Detto questo, con un metodo che sta diventando regola e non eccezione con l’attuale governo, la conferenza stampa tenuta dal premier e dal ministro Madia dopo il Consiglio dei ministri si risolve al momento in ben 44 “titoli” di misure da assumere. Dunque la premessa obbligata è che per giudicarli davvero bisognerà necessariamente aspettare i testi del disegno di legge, a cui forse si affiancherà un decreto legge. Ed è scontato che, in campagna elettorale e con la conflittualità tra forze politiche e interna al Pd, distinguo, obiezioni e scontri siano obbligati.

Ma alcune cose si possono dire. Intanto, sul metodo per tradurle in testi definitivi. Poi, su ciò che sembra mancare rispetto alle attese. Infine, su alcuni dei “titoli” più promettenti. E su quelli che difficilmente troveranno attuazione.

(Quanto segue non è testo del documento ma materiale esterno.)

pub mod adapter;
pub mod candidates;
pub mod connection;
pub mod ice;
pub mod media;
pub mod types;

pub use adapter::{AdapterEvent, AdapterEvents, LocalTrack, PeerConnectionAdapter, RemoteTrack};
pub use candidates::{CandidateBuffer, RemoteCandidateQueue};
pub use connection::WebRtcAdapter;
pub use ice::{IceServerProvider, StaticIceServers, XirsysProvider, DEFAULT_ICE_SERVERS};
pub use media::{MediaSource, SyntheticCapture};
pub use types::{IceCandidate, IceServer, MediaKind, SdpKind, ServerConfig, SessionDescription};
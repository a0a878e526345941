use crate::error::NegotiationError;
use crate::peer::adapter::LocalTrack;
use crate::peer::types::MediaKind;
use async_trait::async_trait;
use std::sync::Arc;
use webrtc::api::media_engine::{MIME_TYPE_OPUS, MIME_TYPE_VP8};
use webrtc::rtp_transceiver::rtp_codec::RTCRtpCodecCapability;
use webrtc::track::track_local::track_local_static_sample::TrackLocalStaticSample;

/// Захват локального медиа (камера/микрофон или их замена)
#[async_trait]
pub trait MediaSource: Send + Sync {
    async fn acquire(&self) -> Result<Vec<LocalTrack>, NegotiationError>;
}

/// Треки без реального устройства: сэмплы пишет владелец трека
#[derive(Debug, Clone)]
pub struct SyntheticCapture {
    pub audio: bool,
    pub video: bool,
    pub stream_id: String,
}

impl SyntheticCapture {
    pub fn new(audio: bool, video: bool) -> Self {
        Self {
            audio,
            video,
            stream_id: "roomcall-local".into(),
        }
    }
}

#[async_trait]
impl MediaSource for SyntheticCapture {
    async fn acquire(&self) -> Result<Vec<LocalTrack>, NegotiationError> {
        if !self.audio && !self.video {
            return Err(NegotiationError::MediaAccess(
                "neither audio nor video capture is enabled".into(),
            ));
        }

        let mut tracks = Vec::new();
        if self.audio {
            tracks.push(LocalTrack {
                kind: MediaKind::Audio,
                track: Arc::new(TrackLocalStaticSample::new(
                    RTCRtpCodecCapability {
                        mime_type: MIME_TYPE_OPUS.to_owned(),
                        clock_rate: 48000,
                        channels: 2,
                        sdp_fmtp_line: "minptime=10;useinbandfec=1".to_owned(),
                        rtcp_feedback: vec![],
                    },
                    "audio".to_owned(),
                    self.stream_id.clone(),
                )),
            });
        }
        if self.video {
            tracks.push(LocalTrack {
                kind: MediaKind::Video,
                track: Arc::new(TrackLocalStaticSample::new(
                    RTCRtpCodecCapability {
                        mime_type: MIME_TYPE_VP8.to_owned(),
                        clock_rate: 90000,
                        ..Default::default()
                    },
                    "video".to_owned(),
                    self.stream_id.clone(),
                )),
            });
        }
        Ok(tracks)
    }
}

Per prima cosa, il governo mostra di sapere bene che metter mano a una ricognizione e razionalizzazione generale della PA e dei suoi oltre 3,2 milioni di addetti (si sommano poi quelli delle municipalizzate) è un’opera di Sisifo. Coraggiosa, ma immane. Di conseguenza i testi rimarranno in consultazione con le Autonomie, i sindacati , ogni pubblico dipendente e cittadino italiano, per 40 giorni sino all’approvazione di testi definitivi, in un Consiglio dei ministri che si terrà il 13 giugno. Sorridiamo per un secondo sull’enfasi futurista che vibra nell’indirizzo a cui ciascuno potrà inviare le sue proposte – rivoluzione@governo.it. Dico “sorridiamo” volutamente per understatement, quello che manca programmaticamente al governo. Il punto è che tutte le misure che riguardano la PA”decentrata” non si adottano senza consenso delle Regioni, e che la consultazione generale “traveste” il duro confronto con sindacati e associazioni della dirigenza pubblica, che sono sul piede di guerra e pronti a impugnative di massa presso Tar, Consiglio di Stato e Corte Costituzionale.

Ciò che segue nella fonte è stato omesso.